▶ _What is needed_: Give only the number of lines below that contain the word "axum".

▶ _Provided data_:
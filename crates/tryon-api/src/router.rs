use std::sync::Arc;

use axum::extract::DefaultBodyLimit;
use axum::routing::get;
use axum::Router;
use tower_http::trace::TraceLayer;

use crate::handlers::{action, page};
use crate::state::AppState;

pub fn build_router(state: Arc<AppState>) -> Router {
    // Room for two photos plus form overhead; per-file limits are enforced
    // by the validator.
    let body_limit = state.config.max_file_size_bytes * 2 + 1024 * 1024;

    Router::new()
        .route("/", get(page::get_page).post(action::post_action))
        .layer(DefaultBodyLimit::max(body_limit))
        .layer(TraceLayer::new_for_http())
        .with_state(state)
}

▶ _Exercise response_: 3